The borrowers, who range from software consultants to heavy-equipment
contractors, said Kabbage didn’t give them any notice, and that they learned
their credit lines had been suspended only upon logging into their accounts.
Some said they were counting on the money to get through the tough times
ahead.

“This is very bad business ethics,” said Joydeep Paul, who runs Medserv
Healthcare Solutions LLC, an emergency-medical training company in Princeton,
New Jersey. He says his line of credit was cut from $22,000 to $0. “You just
turn it off without saying a word -- not an email, not a phone call, nothing.”

Online lenders have spent years touting themselves as the opposite of banks.
But as the coronavirus pandemic ravages cities across the U.S., they’ve turned
to a playbook that banks used during the last financial crisis more than a
decade ago: reducing access to credit when the economy is contracting. Other
lenders, including On Deck Capital Inc. and Fundbox Inc., have also tightened
their underwriting standards or limited lines of credit.

“They’ve left me high and dry when I needed them the most,” said Rob Jacques,
co-founder of theCodery, a software consulting company in Petaluma,
California. He said he was particularly galled to be cut off without notice
because until recently Kabbage called him every day asking him to borrow more
money.

Furloughed Workers

Kabbage, based in Atlanta, says it has loaned more than $9 billion to
thousands of small businesses since it was founded in 2009. The company
furloughed hundreds of its workers this week as it contends with a slowdown in
spending at small businesses, which have suffered as consumers nationwide have
been ordered to stay inside to slow the spread of the deadly coronavirus
pandemic.

Kabbage is now trying to position itself as a middleman that will connect
people with loans from the Small Business Administration. It has also started
a website to help small businesses sell gift certificates to consumers.
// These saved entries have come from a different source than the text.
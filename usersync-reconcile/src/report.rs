//! Reporter backed by `tracing`.

use usersync_core::{Level, ReportEvent, Reporter};

/// Forwards run events to the installed `tracing` subscriber. The event's own
/// timestamp travels as the `timestamp` field.
#[derive(Debug, Clone, Copy, Default)]
pub struct TracingReporter;

impl Reporter for TracingReporter {
    fn emit(&self, event: ReportEvent) {
        let timestamp = event.timestamp.to_rfc3339();
        match event.level {
            Level::Info => tracing::info!(timestamp = %timestamp, "{}", event.message),
            Level::Error => tracing::error!(timestamp = %timestamp, "{}", event.message),
        }
    }
}
//! usersync core library: domain types, configuration, errors, and the
//! collaborator traits the reconciliation engine is written against.
//!
//! - [`types`]: [`Username`], [`GroupName`], [`Identity`], [`Provider`]
//! - [`config`]: [`RawConfig`] → [`RunConfig`]
//! - [`error`]: [`ConfigError`], [`SourceError`], [`StoreError`]
//! - [`source`], [`store`], [`report`]: the three seams

pub mod config;
pub mod error;
pub mod report;
pub mod source;
pub mod store;
pub mod types;

pub use config::{ProviderOptions, RawConfig, RawProviderOptions, RunConfig};
pub use error::{ConfigError, SourceError, StoreError};
pub use report::{Level, ReportEvent, Reporter};
pub use source::IdentitySource;
pub use store::LocalIdentityStore;
pub use types::{GroupName, Identity, Provider, Username};
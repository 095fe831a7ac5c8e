//! Error taxonomy for usersync.
//!
//! Three kinds, one per collaborator: configuration, identity source, and
//! local identity store. Each is fatal to the run that raised it; there is no
//! partial-state error because a later run repairs whatever was left behind.

use std::path::PathBuf;

use thiserror::Error;

use crate::types::{Provider, Username};

/// Missing or invalid settings. Always raised before any mutation.
#[derive(Debug, Error)]
pub enum ConfigError {
    /// The config file could not be read.
    #[error("I/O error reading config at {path}: {source}")]
    Io {
        path: PathBuf,
        #[source]
        source: std::io::Error,
    },

    /// The config file is not valid YAML for [`crate::config::RawConfig`].
    #[error("failed to parse config at {path}: {source}")]
    Parse {
        path: PathBuf,
        #[source]
        source: serde_yaml::Error,
    },

    #[error("IAM provider must be set; use --provider GSUITE or set `provider` in the config file")]
    MissingProvider,

    #[error("unknown IAM provider '{0}'; expected: GSUITE, FILE")]
    UnknownProvider(String),

    #[error("provider credentials must be present; use --credentials <path> or set `provider-options.credentials`")]
    MissingCredentials,

    #[error("the GSUITE provider needs the super admin email that delegated the service account scopes (--gsuiteadmin)")]
    MissingAdminEmail,

    #[error("admin email '{0}' has no domain part")]
    InvalidAdminEmail(String),

    #[error("'{0}' is not a valid group name")]
    InvalidGroup(String),

    #[error("home root must be an absolute path, got {0}")]
    RelativeHomeRoot(PathBuf),
}

/// The desired identity set could not be obtained.
#[derive(Debug, Error)]
pub enum SourceError {
    /// A successful fetch that yielded nothing. Treated as an outage, never as
    /// "remove everyone".
    #[error("identity source {provider} returned no identities")]
    Empty { provider: Provider },

    #[error("I/O error at {path}: {source}")]
    Io {
        path: PathBuf,
        #[source]
        source: std::io::Error,
    },

    #[error("credentials at {path} contain no access token")]
    MissingToken { path: PathBuf },

    #[error("request to {url} failed: {message}")]
    Request { url: String, message: String },

    #[error("{url} returned HTTP {status}: {body}")]
    Status {
        url: String,
        status: u16,
        body: String,
    },

    #[error("malformed directory response: {0}")]
    Decode(String),

    #[error("failed to parse identity file {path}: {source}")]
    Parse {
        path: PathBuf,
        #[source]
        source: serde_yaml::Error,
    },
}

impl SourceError {
    pub fn io(path: impl Into<PathBuf>, source: std::io::Error) -> Self {
        Self::Io {
            path: path.into(),
            source,
        }
    }
}

/// Any failure of an OS primitive.
#[derive(Debug, Error)]
pub enum StoreError {
    #[error("I/O error at {path}: {source}")]
    Io {
        path: PathBuf,
        #[source]
        source: std::io::Error,
    },

    #[error("failed to run `{command}`: {source}")]
    Spawn {
        command: String,
        #[source]
        source: std::io::Error,
    },

    #[error("`{command}` failed (status {status}): {stderr}")]
    Command {
        command: String,
        status: String,
        stderr: String,
    },

    #[error("unexpected output from `{command}`: {output}")]
    Output { command: String, output: String },

    #[error("no local account named '{0}'")]
    UnknownAccount(Username),

    #[error("{operation} rejected: {reason}")]
    Rejected { operation: String, reason: String },
}

impl StoreError {
    pub fn io(path: impl Into<PathBuf>, source: std::io::Error) -> Self {
        Self::Io {
            path: path.into(),
            source,
        }
    }
}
“Like many other fintechs, we have temporarily adjusted our lines of credit
and are focused on supporting the SBA’s Paycheck Protection Program,” Paul
Bernardini, a spokesman for Kabbage, said in a statement. “Just as
manufacturers have retooled their processes to build ventilators and masks,
we’re doing the same to reallocate our resources to respond to the national
emergency and provide financial products that small businesses need most.”

Rob Frohwein, Kabbage’s chief executive officer, put it differently in an
email to employees on Friday, when he said the company would temporarily stop
making loans.

“As of last night, all lending has been turned off,” Frohwein wrote.
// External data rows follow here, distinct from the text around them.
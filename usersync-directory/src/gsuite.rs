//! Google Workspace directory source.
//!
//! Lists the users of one domain through the Admin SDK Directory API and keeps
//! those that carry the configured custom schema. The schema's
//! `Public_SSH_Key` field becomes the identity's public key.
//!
//! The access token is read from the credentials file as-is. Obtaining it
//! (service-account JWT exchange, admin impersonation) happens outside this
//! crate.

use std::collections::BTreeMap;
use std::path::{Path, PathBuf};
use std::time::Duration;

use serde::Deserialize;
use usersync_core::{Identity, IdentitySource, Provider, SourceError, Username};

pub const USERS_ENDPOINT: &str = "https://admin.googleapis.com/admin/directory/v1/users";
pub const PAGE_SIZE: u32 = 500;
/// Field inside the custom schema that holds the key.
pub const PUBLIC_KEY_FIELD: &str = "Public_SSH_Key";

const CONNECT_TIMEOUT: Duration = Duration::from_secs(10);
const REQUEST_TIMEOUT: Duration = Duration::from_secs(30);

// ---------------------------------------------------------------------------
// Wire types
// ---------------------------------------------------------------------------

/// One page of `users.list`.
#[derive(Debug, Default, Deserialize)]
#[serde(rename_all = "camelCase")]
pub struct UsersPage {
    #[serde(default)]
    pub users: Vec<DirectoryUser>,
    pub next_page_token: Option<String>,
}

#[derive(Debug, Default, Deserialize)]
#[serde(rename_all = "camelCase")]
pub struct DirectoryUser {
    #[serde(default)]
    pub primary_email: String,
    #[serde(default)]
    pub name: PersonName,
    #[serde(default)]
    pub custom_schemas: BTreeMap<String, serde_json::Value>,
}

#[derive(Debug, Default, Deserialize)]
#[serde(rename_all = "camelCase")]
pub struct PersonName {
    #[serde(default)]
    pub given_name: String,
    #[serde(default)]
    pub family_name: String,
}

#[derive(Deserialize)]
struct TokenFile {
    access_token: Option<String>,
}

// ---------------------------------------------------------------------------
// Source
// ---------------------------------------------------------------------------

pub struct GoogleWorkspaceSource {
    agent: ureq::Agent,
    endpoint: String,
    credentials: PathBuf,
    domain: String,
    schema: String,
}

impl GoogleWorkspaceSource {
    pub fn new(credentials: PathBuf, domain: String, schema: String) -> Self {
        let agent = ureq::AgentBuilder::new()
            .timeout_connect(CONNECT_TIMEOUT)
            .timeout(REQUEST_TIMEOUT)
            .build();
        Self {
            agent,
            endpoint: USERS_ENDPOINT.to_string(),
            credentials,
            domain,
            schema,
        }
    }

    /// Point the source at a different users endpoint.
    pub fn with_endpoint(mut self, endpoint: impl Into<String>) -> Self {
        self.endpoint = endpoint.into();
        self
    }

    fn fetch_page(&self, token: &str, page_token: Option<&str>) -> Result<UsersPage, SourceError> {
        let mut request = self
            .agent
            .get(&self.endpoint)
            .set("Authorization", &format!("Bearer {token}"))
            .query("domain", &self.domain)
            .query("projection", "custom")
            .query("customFieldMask", &self.schema)
            .query("maxResults", &PAGE_SIZE.to_string());
        if let Some(page_token) = page_token {
            request = request.query("pageToken", page_token);
        }

        let body = match request.call() {
            Ok(response) => response.into_string().map_err(|e| SourceError::Request {
                url: self.endpoint.clone(),
                message: e.to_string(),
            })?,
            Err(ureq::Error::Status(status, response)) => {
                return Err(SourceError::Status {
                    url: self.endpoint.clone(),
                    status,
                    body: response.into_string().unwrap_or_default(),
                });
            }
            Err(ureq::Error::Transport(transport)) => {
                return Err(SourceError::Request {
                    url: self.endpoint.clone(),
                    message: transport.to_string(),
                });
            }
        };
        parse_page(&body)
    }
}

impl IdentitySource for GoogleWorkspaceSource {
    fn provider(&self) -> Provider {
        Provider::GSuite
    }

    fn fetch(&self) -> Result<Vec<Identity>, SourceError> {
        let token = read_access_token(&self.credentials)?;
        tracing::debug!(domain = %self.domain, schema = %self.schema, "listing directory users");
        let users = collect_pages(|page_token| self.fetch_page(&token, page_token))?;
        tracing::debug!(count = users.len(), "directory users listed");
        Ok(identities_from_users(&users, &self.schema))
    }
}

// ---------------------------------------------------------------------------
// Pure helpers
// ---------------------------------------------------------------------------

/// Read the bearer token: either the bare token or JSON with `access_token`.
pub fn read_access_token(path: &Path) -> Result<String, SourceError> {
    let contents = std::fs::read_to_string(path).map_err(|e| SourceError::io(path, e))?;
    let contents = contents.trim();

    let token = if contents.starts_with('{') {
        let parsed: TokenFile = serde_json::from_str(contents)
            .map_err(|e| SourceError::Decode(format!("{}: {e}", path.display())))?;
        parsed.access_token.unwrap_or_default()
    } else {
        contents.to_string()
    };

    if token.trim().is_empty() {
        return Err(SourceError::MissingToken {
            path: path.to_path_buf(),
        });
    }
    Ok(token.trim().to_string())
}

pub fn parse_page(body: &str) -> Result<UsersPage, SourceError> {
    serde_json::from_str(body).map_err(|e| SourceError::Decode(e.to_string()))
}

/// Call `fetch` with each `nextPageToken` until a page comes back without one.
pub fn collect_pages<F>(mut fetch: F) -> Result<Vec<DirectoryUser>, SourceError>
where
    F: FnMut(Option<&str>) -> Result<UsersPage, SourceError>,
{
    let mut users = Vec::new();
    let mut next: Option<String> = None;
    loop {
        let page = fetch(next.as_deref())?;
        users.extend(page.users);
        match page.next_page_token.filter(|t| !t.is_empty()) {
            Some(token) => next = Some(token),
            None => return Ok(users),
        }
    }
}

/// Keep users that carry `schema`, named `given.family` in lowercase.
pub fn identities_from_users(users: &[DirectoryUser], schema: &str) -> Vec<Identity> {
    let mut identities = Vec::new();
    for user in users {
        let Some(fields) = user.custom_schemas.get(schema) else {
            continue;
        };
        let username = Username::from(format!(
            "{}.{}",
            user.name.given_name, user.name.family_name
        ));
        if !username.is_valid_account_name() {
            tracing::warn!(
                user = %user.primary_email,
                derived = %username,
                "skipping directory user: derived name is not a valid account name"
            );
            continue;
        }
        let public_key = fields
            .get(PUBLIC_KEY_FIELD)
            .and_then(serde_json::Value::as_str)
            .unwrap_or_default();
        identities.push(Identity::new(username, public_key));
    }
    identities
}

// ---------------------------------------------------------------------------
// Unit tests
// ---------------------------------------------------------------------------

#[cfg(test)]
mod tests {
    use super::*;
    use std::io::Write;

    const PAGE: &str = r#"{
        "kind": "admin#directory#users",
        "users": [
            {
                "primaryEmail": "alice@example.com",
                "name": { "givenName": "Alice", "familyName": "Smith" },
                "customSchemas": { "SSHKEY": { "Public_SSH_Key": "ssh-ed25519 AAAA alice" } }
            },
            {
                "primaryEmail": "bob@example.com",
                "name": { "givenName": "Bob", "familyName": "Jones" }
            },
            {
                "primaryEmail": "carol@example.com",
                "name": { "givenName": "Carol", "familyName": "White" },
                "customSchemas": { "SSHKEY": {} }
            }
        ],
        "nextPageToken": "page-2"
    }"#;

    #[test]
    fn users_without_schema_are_dropped() {
        let page = parse_page(PAGE).expect("parse");
        let identities = identities_from_users(&page.users, "SSHKEY");
        assert_eq!(
            identities,
            vec![
                Identity::new("alice.smith", "ssh-ed25519 AAAA alice"),
                Identity::new("carol.white", ""),
            ]
        );
        assert_eq!(page.next_page_token.as_deref(), Some("page-2"));
    }

    #[test]
    fn schema_name_is_configurable() {
        let page = parse_page(PAGE).expect("parse");
        assert!(identities_from_users(&page.users, "OTHER").is_empty());
    }

    #[test]
    fn invalid_derived_names_are_skipped() {
        let body = r#"{ "users": [
            { "name": { "givenName": "Mary Ann", "familyName": "Smith" },
              "customSchemas": { "SSHKEY": { "Public_SSH_Key": "k" } } }
        ] }"#;
        let page = parse_page(body).expect("parse");
        assert!(identities_from_users(&page.users, "SSHKEY").is_empty());
    }

    #[test]
    fn empty_page_parses() {
        let page = parse_page(r#"{ "kind": "admin#directory#users" }"#).expect("parse");
        assert!(page.users.is_empty());
        assert!(page.next_page_token.is_none());
    }

    #[test]
    fn malformed_json_is_a_decode_error() {
        assert!(matches!(parse_page("<html>"), Err(SourceError::Decode(_))));
    }

    #[test]
    fn pages_are_followed_until_no_token() {
        let mut requested = Vec::new();
        let users = collect_pages(|token| {
            requested.push(token.map(str::to_string));
            let next = match token {
                None => Some("p2".to_string()),
                Some("p2") => Some(String::new()),
                Some(other) => panic!("unexpected page token {other}"),
            };
            Ok(UsersPage {
                users: vec![DirectoryUser::default()],
                next_page_token: next,
            })
        })
        .expect("collect");
        assert_eq!(users.len(), 2);
        assert_eq!(requested, vec![None, Some("p2".to_string())]);
    }

    #[test]
    fn page_failure_aborts_collection() {
        let err = collect_pages(|_| {
            Err(SourceError::Status {
                url: USERS_ENDPOINT.into(),
                status: 403,
                body: "forbidden".into(),
            })
        })
        .unwrap_err();
        assert!(matches!(err, SourceError::Status { status: 403, .. }));
    }

    #[test]
    fn token_file_accepts_bare_and_json_tokens() {
        let mut bare = tempfile::NamedTempFile::new().expect("tempfile");
        writeln!(bare, "  ya29.bare-token  ").expect("write");
        assert_eq!(read_access_token(bare.path()).expect("bare"), "ya29.bare-token");

        let mut json = tempfile::NamedTempFile::new().expect("tempfile");
        write!(json, r#"{{"access_token":"ya29.json","expires_in":3599}}"#).expect("write");
        assert_eq!(read_access_token(json.path()).expect("json"), "ya29.json");
    }

    #[test]
    fn token_file_without_token_is_rejected() {
        let mut json = tempfile::NamedTempFile::new().expect("tempfile");
        write!(json, r#"{{"token_type":"Bearer"}}"#).expect("write");
        assert!(matches!(
            read_access_token(json.path()),
            Err(SourceError::MissingToken { .. })
        ));
    }

    #[test]
    fn unreachable_endpoint_is_a_request_error() {
        let mut token = tempfile::NamedTempFile::new().expect("tempfile");
        write!(token, "t").expect("write");
        let source = GoogleWorkspaceSource::new(
            token.path().to_path_buf(),
            "example.com".into(),
            "SSHKEY".into(),
        )
        .with_endpoint("http://127.0.0.1:9/admin/directory/v1/users");
        assert!(matches!(source.fetch(), Err(SourceError::Request { .. })));
    }
}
Kabbage in 2017 raised $250 million from SoftBank. Other SoftBank Vision Fund
portfolio companies -- including Indian startup Oyo Hotel, co-working giant
WeWork and real estate brokerage Compass -- have axed staff in recent weeks.

Credit Reductions

The credit reductions come at a dire time for restaurants and shops across the
country. In normal times, small businesses have about a month of cash on hand,
according to a 2016 study by JPMorgan Chase & Co. That means they’re
particularly vulnerable as major cities across the country continue to expand
shelter-in-place orders.

On Deck began putting holds on customers’ ability to draw on their lines of
credit if they hadn’t done so in the last 30 days. Customers affected by the
holds have been asked to send the company recent bank statements to have the
holds lifted. Jim Larkin, a spokesman for On Deck, said the firm will
“continue to serve and support our existing customers and are selectively
lending to new customers.”

Fundbox, a venture-capital backed small-business lender based in San
Francisco, has also limited some customers’ ability to draw on their credit
lines.

“Like many companies that serve small businesses, we’ve had to make changes
that have affected some of our customers,” Tim Donovan, a spokesman for
Fundbox, said in emailed statement. “While these decisions have not been easy,
it will allow us to continue to serve the majority of our small-business
customers now and in the future.”

Kabbage customers who called to ask what happened were told that their
accounts were under review. An employee at Kabbage, who asked for anonymity to
protect their job, said that customer-service agents were instructed not to
tell borrowers that the company had suspended credit lines across the board.

Michael Figueroa, a security contractor in Fort Lauderdale, Florida, said the
representative he talked with was apologetic. “Hey, I don’t even know if I’m
going to be working here tomorrow,” he recalled the agent saying.